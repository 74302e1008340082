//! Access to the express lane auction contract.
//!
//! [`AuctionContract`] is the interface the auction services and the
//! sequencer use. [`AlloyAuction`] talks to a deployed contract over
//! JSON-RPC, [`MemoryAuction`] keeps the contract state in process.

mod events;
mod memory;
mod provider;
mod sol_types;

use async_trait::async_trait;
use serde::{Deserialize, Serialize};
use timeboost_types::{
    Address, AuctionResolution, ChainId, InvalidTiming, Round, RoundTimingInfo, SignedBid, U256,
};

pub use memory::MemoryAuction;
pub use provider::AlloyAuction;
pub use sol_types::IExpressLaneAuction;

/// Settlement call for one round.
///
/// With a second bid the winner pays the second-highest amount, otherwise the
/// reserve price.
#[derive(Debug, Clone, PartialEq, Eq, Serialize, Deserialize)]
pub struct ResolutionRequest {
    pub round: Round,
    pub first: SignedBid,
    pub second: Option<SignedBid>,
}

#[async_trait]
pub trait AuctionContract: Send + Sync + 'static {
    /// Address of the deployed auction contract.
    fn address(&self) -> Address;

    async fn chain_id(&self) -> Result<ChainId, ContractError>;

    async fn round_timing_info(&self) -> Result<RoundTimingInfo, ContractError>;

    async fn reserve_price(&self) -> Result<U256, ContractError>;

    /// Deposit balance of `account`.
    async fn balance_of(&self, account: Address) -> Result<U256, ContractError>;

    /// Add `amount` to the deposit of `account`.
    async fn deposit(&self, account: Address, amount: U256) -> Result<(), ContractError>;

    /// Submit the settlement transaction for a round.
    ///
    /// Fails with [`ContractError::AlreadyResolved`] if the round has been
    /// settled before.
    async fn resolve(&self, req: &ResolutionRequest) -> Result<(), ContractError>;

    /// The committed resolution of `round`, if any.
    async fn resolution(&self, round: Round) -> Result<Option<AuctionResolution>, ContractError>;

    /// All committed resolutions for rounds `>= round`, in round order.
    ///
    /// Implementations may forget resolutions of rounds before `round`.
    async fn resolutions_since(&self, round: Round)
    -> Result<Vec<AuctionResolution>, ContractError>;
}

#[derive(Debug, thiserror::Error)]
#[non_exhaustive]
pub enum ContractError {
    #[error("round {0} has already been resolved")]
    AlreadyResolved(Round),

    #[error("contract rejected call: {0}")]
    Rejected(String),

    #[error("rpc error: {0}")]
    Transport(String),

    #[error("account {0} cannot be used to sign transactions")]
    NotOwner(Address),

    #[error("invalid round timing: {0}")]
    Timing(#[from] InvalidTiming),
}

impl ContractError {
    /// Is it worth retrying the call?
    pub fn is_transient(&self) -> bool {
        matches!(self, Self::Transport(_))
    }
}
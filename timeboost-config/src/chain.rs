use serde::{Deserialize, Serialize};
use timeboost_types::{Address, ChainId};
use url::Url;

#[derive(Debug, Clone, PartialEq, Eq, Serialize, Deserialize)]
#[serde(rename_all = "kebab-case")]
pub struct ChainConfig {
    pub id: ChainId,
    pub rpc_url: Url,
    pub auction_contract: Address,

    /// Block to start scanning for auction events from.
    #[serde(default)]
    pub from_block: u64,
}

--------

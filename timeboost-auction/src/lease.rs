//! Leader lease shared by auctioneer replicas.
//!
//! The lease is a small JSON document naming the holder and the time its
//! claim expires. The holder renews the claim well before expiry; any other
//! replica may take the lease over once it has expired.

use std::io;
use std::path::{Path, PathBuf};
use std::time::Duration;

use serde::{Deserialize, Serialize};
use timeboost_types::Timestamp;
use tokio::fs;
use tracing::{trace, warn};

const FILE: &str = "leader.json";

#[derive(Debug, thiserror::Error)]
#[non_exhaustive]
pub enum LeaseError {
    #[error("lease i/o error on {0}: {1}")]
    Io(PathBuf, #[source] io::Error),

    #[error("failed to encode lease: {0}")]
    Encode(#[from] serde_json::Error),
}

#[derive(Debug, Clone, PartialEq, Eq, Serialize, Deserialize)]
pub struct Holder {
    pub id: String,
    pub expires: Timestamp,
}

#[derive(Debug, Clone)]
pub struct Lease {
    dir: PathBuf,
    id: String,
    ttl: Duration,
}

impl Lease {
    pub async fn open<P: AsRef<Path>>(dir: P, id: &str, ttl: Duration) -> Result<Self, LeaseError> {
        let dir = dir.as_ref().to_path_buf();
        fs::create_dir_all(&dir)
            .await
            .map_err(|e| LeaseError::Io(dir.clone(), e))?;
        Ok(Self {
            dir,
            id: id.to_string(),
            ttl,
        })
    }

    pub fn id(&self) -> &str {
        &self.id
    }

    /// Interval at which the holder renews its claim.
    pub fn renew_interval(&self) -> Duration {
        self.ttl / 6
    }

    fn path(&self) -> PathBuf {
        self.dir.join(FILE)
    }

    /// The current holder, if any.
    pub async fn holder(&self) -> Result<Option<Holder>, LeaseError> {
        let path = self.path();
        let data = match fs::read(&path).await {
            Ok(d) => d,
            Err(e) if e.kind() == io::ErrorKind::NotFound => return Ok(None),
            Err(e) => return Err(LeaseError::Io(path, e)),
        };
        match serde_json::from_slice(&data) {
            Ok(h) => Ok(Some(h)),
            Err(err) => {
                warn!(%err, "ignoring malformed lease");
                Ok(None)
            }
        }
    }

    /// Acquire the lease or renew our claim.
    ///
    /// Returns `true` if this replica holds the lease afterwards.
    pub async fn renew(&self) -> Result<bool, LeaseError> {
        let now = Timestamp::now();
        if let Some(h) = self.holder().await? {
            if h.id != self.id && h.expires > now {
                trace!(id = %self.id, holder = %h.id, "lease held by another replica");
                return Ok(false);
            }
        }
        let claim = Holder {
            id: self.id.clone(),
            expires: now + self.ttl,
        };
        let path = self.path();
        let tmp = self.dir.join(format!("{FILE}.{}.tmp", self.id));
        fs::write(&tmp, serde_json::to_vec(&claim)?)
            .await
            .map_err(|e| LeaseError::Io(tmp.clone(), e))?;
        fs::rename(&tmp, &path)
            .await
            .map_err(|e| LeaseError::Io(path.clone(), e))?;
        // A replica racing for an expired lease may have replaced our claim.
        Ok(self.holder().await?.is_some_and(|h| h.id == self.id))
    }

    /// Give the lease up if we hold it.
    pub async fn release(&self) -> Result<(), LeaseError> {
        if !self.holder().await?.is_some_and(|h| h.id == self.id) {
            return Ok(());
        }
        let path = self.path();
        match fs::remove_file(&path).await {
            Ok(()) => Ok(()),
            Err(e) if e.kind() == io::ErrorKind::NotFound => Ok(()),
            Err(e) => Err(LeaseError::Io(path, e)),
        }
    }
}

--------

Required work: Print only what lies in the material above starting at the line with "repository 74302e1008340082" and ending at the line with "state in process.", every line exactly as given.

Your response:
repository 74302e1008340082
//! Access to the express lane auction contract.
//!
//! [`AuctionContract`] is the interface the auction services and the
//! sequencer use. [`AlloyAuction`] talks to a deployed contract over
//! JSON-RPC, [`MemoryAuction`] keeps the contract state in process.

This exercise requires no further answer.